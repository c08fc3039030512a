//! Memory backend integration tests
//!
//! Drives the store and the broker together, the way a client sees them

use std::sync::Arc;
use std::time::Duration;

use vibely_memory_backend::{DeliveryResult, MemoryBackend, MemoryBroker, MemoryTransport, Op};
use vibely_types::api_adapter::{FeedApi, ProfileApi};
use vibely_types::error::Error;
use vibely_types::event::{EventKind, PushEvent};
use vibely_types::model::{PostDraft, PostPatch, ProfilePatch};
use vibely_types::transport_adapter::Transport;
use vibely_types::types::{Patch, SubjectId};

fn create_backend() -> Arc<MemoryBackend> {
	let backend = MemoryBackend::new(Arc::new(MemoryBroker::new()));
	backend.register_user("alice", "Alice");
	backend.register_user("bob", "Bob");
	Arc::new(backend)
}

fn draft(content: &str) -> PostDraft {
	PostDraft { content: Some(content.into()), media: None }
}

#[tokio::test]
async fn test_snapshot_newest_first() {
	let backend = create_backend();
	let alice = SubjectId::from("alice");
	let first = backend.create_post_as(&alice, draft("first")).expect("create first");
	let second = backend.create_post_as(&alice, draft("second")).expect("create second");

	let feed = backend.fetch_feed_snapshot().await.expect("feed snapshot");
	let ids: Vec<_> = feed.iter().map(|p| p.id.clone()).collect();
	assert_eq!(ids, vec![second.id, first.id]);
}

#[tokio::test]
async fn test_author_snapshot() {
	let backend = create_backend();
	backend.create_post_as(&"alice".into(), draft("a")).expect("create");
	backend.create_post_as(&"bob".into(), draft("b")).expect("create");

	let posts = backend.fetch_author_snapshot(&"bob".into()).await.expect("author snapshot");
	assert_eq!(posts.len(), 1);
	assert_eq!(posts[0].author_id().as_str(), "bob");

	let res = backend.fetch_author_snapshot(&"nobody".into()).await;
	assert!(matches!(res, Err(Error::NotFound)));
}

#[tokio::test]
async fn test_mutations_publish_feed_events() {
	let backend = create_backend();
	let transport = MemoryTransport::new(backend.broker().clone());
	let opened = transport.open().await.expect("open link");
	opened.link.subscribe("feed").await.expect("subscribe");

	backend.login("alice");
	let post = backend.create_post(draft("hello")).await.expect("create");
	let edit = PostPatch { content: Patch::Value("edited".into()), ..Default::default() };
	backend.edit_post(&post.id, edit).await.expect("edit");
	backend.delete_post(&post.id).await.expect("delete");

	let mut kinds = Vec::new();
	for _ in 0..3 {
		let msg = opened.inbound.recv_async().await.expect("message");
		let event = PushEvent::from_message(&msg).expect("decode").expect("known kind");
		kinds.push(event.kind());
	}
	assert_eq!(kinds, vec![EventKind::ItemCreated, EventKind::ItemUpdated, EventKind::ItemDeleted]);
}

#[tokio::test]
async fn test_concurrent_likes() {
	let backend = create_backend();
	let post = backend.seed_post("alice", "popular");

	let mut handles = vec![];
	for i in 0..10 {
		let backend = Arc::clone(&backend);
		let id = post.id.clone();
		let user: SubjectId = format!("user{}", i).into();
		backend.register_user(user.clone(), format!("User {}", i));
		handles.push(tokio::spawn(async move { backend.like_as(&user, &id) }));
	}
	for handle in handles {
		handle.await.expect("Task panicked").expect("like");
	}

	let post = backend.post(&post.id).expect("post exists");
	assert_eq!(post.like_count(), 10);
}

#[tokio::test]
async fn test_notifications_go_to_room() {
	let backend = create_backend();
	let transport = MemoryTransport::new(backend.broker().clone());
	let alice_link = transport.open().await.expect("open link");
	alice_link.link.subscribe("room:alice").await.expect("subscribe");

	backend.login("bob");
	backend.follow_user(&"alice".into()).await.expect("follow");

	let msg = alice_link.inbound.recv_async().await.expect("notification");
	assert_eq!(msg.event, "notification");
	assert_eq!(msg.topic, "room:alice");

	// Nobody listens to bob's room
	let res = backend.broker().publish_event("room:bob", &PushEvent::ItemDeleted { id: "x".into() });
	assert_eq!(res.expect("publish"), DeliveryResult::NoSubscribers);
}

#[tokio::test]
async fn test_update_profile_refreshes_author_summaries() {
	let backend = create_backend();
	backend.seed_post("alice", "hello");
	backend.login("alice");

	let patch = ProfilePatch { username: Patch::Value("Alicia".into()), ..Default::default() };
	let profile = backend.update_profile(patch).await.expect("update");
	assert_eq!(&*profile.username, "Alicia");

	let posts = backend.fetch_author_snapshot(&"alice".into()).await.expect("snapshot");
	assert_eq!(posts[0].author.display_name.as_deref(), Some("Alicia"));
}

#[tokio::test(start_paused = true)]
async fn test_latency_and_failure_injection() {
	let backend = create_backend();
	backend.set_latency(Some(Duration::from_millis(200)));

	let started = tokio::time::Instant::now();
	backend.fetch_feed_snapshot().await.expect("snapshot");
	assert!(started.elapsed() >= Duration::from_millis(200));

	backend.fail_next(Op::Follow);
	backend.login("bob");
	assert!(matches!(backend.follow_user(&"alice".into()).await, Err(Error::Internal(_))));
	assert!(backend.follow_user(&"alice".into()).await.is_ok());
}

// vim: ts=4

▬▬▬

Check every line of the data above for the string "Duration", and copy those that have it.

use std::time::Duration;
	backend.set_latency(Some(Duration::from_millis(200)));
	assert!(started.elapsed() >= Duration::from_millis(200));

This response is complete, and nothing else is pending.